** Opening ENTRIES SUPPLIED block **

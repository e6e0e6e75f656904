// Extraction system prompts, one per document content type. Each prompt
// fixes the allowed entity and relationship labels and the JSON response
// schema with temp_id-referenced entities.

use crate::database::models::ContentType;

pub fn extraction_prompt(content_type: ContentType) -> &'static str {
    match content_type {
        ContentType::Spec => SPEC_PROMPT,
        ContentType::Component => COMPONENT_PROMPT,
        ContentType::Contract => CONTRACT_PROMPT,
        ContentType::DesignToken => DESIGN_TOKEN_PROMPT,
        ContentType::Note => NOTE_PROMPT,
        ContentType::General => GENERAL_PROMPT,
    }
}

const SPEC_PROMPT: &str = r#"You are an expert at extracting structured knowledge from technical specifications and requirements documents.

Extract entities and relationships from the following text.

## Entity Types to Extract:
- **Requirement**: Named requirements with priority, status, acceptance criteria
- **Feature**: Product features with descriptions and status
- **Component**: Technical components referenced in requirements
- **Person**: Stakeholders, owners, or team members mentioned

## Relationship Types:
- REQUIRES: One item requires another (Feature REQUIRES Requirement)
- IMPLEMENTS: Component implements a feature
- DEPENDS_ON: Dependency between items
- CREATED_BY: Authorship/ownership
- RELATED_TO: General association

## Guidelines:
- Extract specific, named entities (not generic concepts)
- Capture acceptance criteria as properties of Requirements
- Note priorities (P0, P1, high, medium, low) in properties
- Link features to their requirements
- Identify stakeholders and their ownership"#;

const COMPONENT_PROMPT: &str = r#"You are an expert at extracting structured knowledge from UI component code and documentation.

Extract entities and relationships from the following text.

## Entity Types to Extract:
- **Component**: UI components (name, type, description, file_path)
- **API**: Props, hooks, functions, methods exposed by components
- **DesignToken**: Design tokens used (colors, spacing, typography)

## Relationship Types:
- USES: Component uses another component or token
- EXTENDS: Component extends/inherits from another
- IMPLEMENTS: Component implements an interface/pattern
- DEPENDS_ON: Technical dependency

## Guidelines:
- Extract component names from imports, exports, and function definitions
- Capture props as API entities with their types
- Identify design tokens from style definitions
- Note file paths when available
- Track component composition (parent-child relationships)"#;

const CONTRACT_PROMPT: &str = r#"You are an expert at extracting structured knowledge from legal contracts and agreements.

Extract entities and relationships from the following text.

## Entity Types to Extract:
- **Contract**: Named agreements with parties, dates, status
- **Person**: Parties, signatories, representatives (with organization)
- **Concept**: Legal terms, definitions, clauses worth capturing

## Relationship Types:
- REFERENCES: Contract references a person or concept
- DEFINES: Contract defines a concept/term
- REQUIRES: Obligation or requirement relationship

## Guidelines:
- Extract party names with their roles (e.g., "Licensor", "Licensee")
- Capture effective dates, termination dates in properties
- Extract defined terms as Concept entities
- Note monetary values and percentages in properties
- Identify obligations and link them to responsible parties"#;

const DESIGN_TOKEN_PROMPT: &str = r#"You are an expert at extracting structured knowledge from design system documentation.

Extract entities and relationships from the following text.

## Entity Types to Extract:
- **DesignToken**: Design tokens (name, value, category, css_var)
- **Component**: Components that use or define tokens

## Relationship Types:
- USES: Component uses a token
- DEFINES: Document/component defines a token
- EXTENDS: Token extends/derives from another
- RELATED_TO: Semantic relationship between tokens

## Guidelines:
- Extract token names with their values (colors, spacing, typography)
- Identify CSS variable names (--token-name)
- Group tokens by category (color, spacing, typography, shadow)
- Link components to the tokens they use
- Note semantic relationships (primary-color relates to brand)"#;

const NOTE_PROMPT: &str = r#"You are an expert at extracting structured knowledge from general notes and documentation.

Extract entities and relationships from the following text.

## Entity Types to Extract:
- **Concept**: Key ideas, terms, or patterns mentioned
- **Component**: Technical components referenced
- **Person**: People mentioned
- **Feature**: Features or capabilities discussed

## Relationship Types:
- RELATED_TO: General association
- REFERENCES: One item references another
- DEPENDS_ON: Dependencies

## Guidelines:
- Extract named concepts that would be valuable to search for later
- Be selective - only extract entities that are significant
- Capture context in properties where useful
- Link related concepts together"#;

const GENERAL_PROMPT: &str = r#"You are an expert at extracting structured knowledge from documents.

Extract entities and relationships from the following text.

## Entity Types to Extract:
- **Concept**: Key ideas or terms
- **Component**: Technical components
- **Person**: People mentioned
- **Document**: Referenced documents

## Relationship Types:
- RELATED_TO: General association
- REFERENCES: Citation or mention
- DEPENDS_ON: Dependencies

## Guidelines:
- Be selective about what you extract
- Focus on named entities that would be useful to search
- Capture relevant context in properties"#;

pub const RESPONSE_SCHEMA: &str = r#"
## Response Format

You must respond with valid JSON in exactly this format:

```json
{
  "entities": [
    {
      "temp_id": "e1",
      "name": "Entity Name",
      "type": "EntityType",
      "properties": {
        "description": "Optional description",
        "key": "value"
      }
    }
  ],
  "relationships": [
    {
      "source": "e1",
      "target": "e2",
      "type": "RELATIONSHIP_TYPE",
      "properties": {
        "context": "optional context"
      }
    }
  ]
}
```

## Important:
- temp_id must be unique within the response (e1, e2, e3...)
- Relationships use temp_ids to reference entities
- Only use the entity and relationship types specified above
- If no entities found, return empty arrays
- Return ONLY the JSON, no other text
"#;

** Closing ENTRIES SUPPLIED block **

> **EXERCISE DESCRIPTION**
Transcribe all of the lines in the records precisely.

> **THE ANSWER**
repository e6e0e6e75f656904
// Extraction system prompts, one per document content type. Each prompt
// fixes the allowed entity and relationship labels and the JSON response
// schema with temp_id-referenced entities.

use crate::database::models::ContentType;

pub fn extraction_prompt(content_type: ContentType) -> &'static str {
    match content_type {
        ContentType::Spec => SPEC_PROMPT,
        ContentType::Component => COMPONENT_PROMPT,
        ContentType::Contract => CONTRACT_PROMPT,
        ContentType::DesignToken => DESIGN_TOKEN_PROMPT,
        ContentType::Note => NOTE_PROMPT,
        ContentType::General => GENERAL_PROMPT,
    }
}

const SPEC_PROMPT: &str = r#"You are an expert at extracting structured knowledge from technical specifications and requirements documents.

Extract entities and relationships from the following text.

## Entity Types to Extract:
- **Requirement**: Named requirements with priority, status, acceptance criteria
- **Feature**: Product features with descriptions and status
- **Component**: Technical components referenced in requirements
- **Person**: Stakeholders, owners, or team members mentioned

## Relationship Types:
- REQUIRES: One item requires another (Feature REQUIRES Requirement)
- IMPLEMENTS: Component implements a feature
- DEPENDS_ON: Dependency between items
- CREATED_BY: Authorship/ownership
- RELATED_TO: General association

## Guidelines:
- Extract specific, named entities (not generic concepts)
- Capture acceptance criteria as properties of Requirements
- Note priorities (P0, P1, high, medium, low) in properties
- Link features to their requirements
- Identify stakeholders and their ownership"#;

const COMPONENT_PROMPT: &str = r#"You are an expert at extracting structured knowledge from UI component code and documentation.

Extract entities and relationships from the following text.

## Entity Types to Extract:
- **Component**: UI components (name, type, description, file_path)
- **API**: Props, hooks, functions, methods exposed by components
- **DesignToken**: Design tokens used (colors, spacing, typography)

## Relationship Types:
- USES: Component uses another component or token
- EXTENDS: Component extends/inherits from another
- IMPLEMENTS: Component implements an interface/pattern
- DEPENDS_ON: Technical dependency

## Guidelines:
- Extract component names from imports, exports, and function definitions
- Capture props as API entities with their types
- Identify design tokens from style definitions
- Note file paths when available
- Track component composition (parent-child relationships)"#;

const CONTRACT_PROMPT: &str = r#"You are an expert at extracting structured knowledge from legal contracts and agreements.

Extract entities and relationships from the following text.

## Entity Types to Extract:
- **Contract**: Named agreements with parties, dates, status
- **Person**: Parties, signatories, representatives (with organization)
- **Concept**: Legal terms, definitions, clauses worth capturing

## Relationship Types:
- REFERENCES: Contract references a person or concept
- DEFINES: Contract defines a concept/term
- REQUIRES: Obligation or requirement relationship

## Guidelines:
- Extract party names with their roles (e.g., "Licensor", "Licensee")
- Capture effective dates, termination dates in properties
- Extract defined terms as Concept entities
- Note monetary values and percentages in properties
- Identify obligations and link them to responsible parties"#;

const DESIGN_TOKEN_PROMPT: &str = r#"You are an expert at extracting structured knowledge from design system documentation.

Extract entities and relationships from the following text.

## Entity Types to Extract:
- **DesignToken**: Design tokens (name, value, category, css_var)
- **Component**: Components that use or define tokens

## Relationship Types:
- USES: Component uses a token
- DEFINES: Document/component defines a token
- EXTENDS: Token extends/derives from another
- RELATED_TO: Semantic relationship between tokens

## Guidelines:
- Extract token names with their values (colors, spacing, typography)
- Identify CSS variable names (--token-name)
- Group tokens by category (color, spacing, typography, shadow)
- Link components to the tokens they use
- Note semantic relationships (primary-color relates to brand)"#;

const NOTE_PROMPT: &str = r#"You are an expert at extracting structured knowledge from general notes and documentation.

Extract entities and relationships from the following text.

## Entity Types to Extract:
- **Concept**: Key ideas, terms, or patterns mentioned
- **Component**: Technical components referenced
- **Person**: People mentioned
- **Feature**: Features or capabilities discussed

## Relationship Types:
- RELATED_TO: General association
- REFERENCES: One item references another
- DEPENDS_ON: Dependencies

## Guidelines:
- Extract named concepts that would be valuable to search for later
- Be selective - only extract entities that are significant
- Capture context in properties where useful
- Link related concepts together"#;

const GENERAL_PROMPT: &str = r#"You are an expert at extracting structured knowledge from documents.

Extract entities and relationships from the following text.

## Entity Types to Extract:
- **Concept**: Key ideas or terms
- **Component**: Technical components
- **Person**: People mentioned
- **Document**: Referenced documents

## Relationship Types:
- RELATED_TO: General association
- REFERENCES: Citation or mention
- DEPENDS_ON: Dependencies

## Guidelines:
- Be selective about what you extract
- Focus on named entities that would be useful to search
- Capture relevant context in properties"#;

pub const RESPONSE_SCHEMA: &str = r#"
## Response Format

You must respond with valid JSON in exactly this format:

```json
{
  "entities": [
    {
      "temp_id": "e1",
      "name": "Entity Name",
      "type": "EntityType",
      "properties": {
        "description": "Optional description",
        "key": "value"
      }
    }
  ],
  "relationships": [
    {
      "source": "e1",
      "target": "e2",
      "type": "RELATIONSHIP_TYPE",
      "properties": {
        "context": "optional context"
      }
    }
  ]
}
```

## Important:
- temp_id must be unique within the response (e1, e2, e3...)
- Relationships use temp_ids to reference entities
- Only use the entity and relationship types specified above
- If no entities found, return empty arrays
- Return ONLY the JSON, no other text
"#;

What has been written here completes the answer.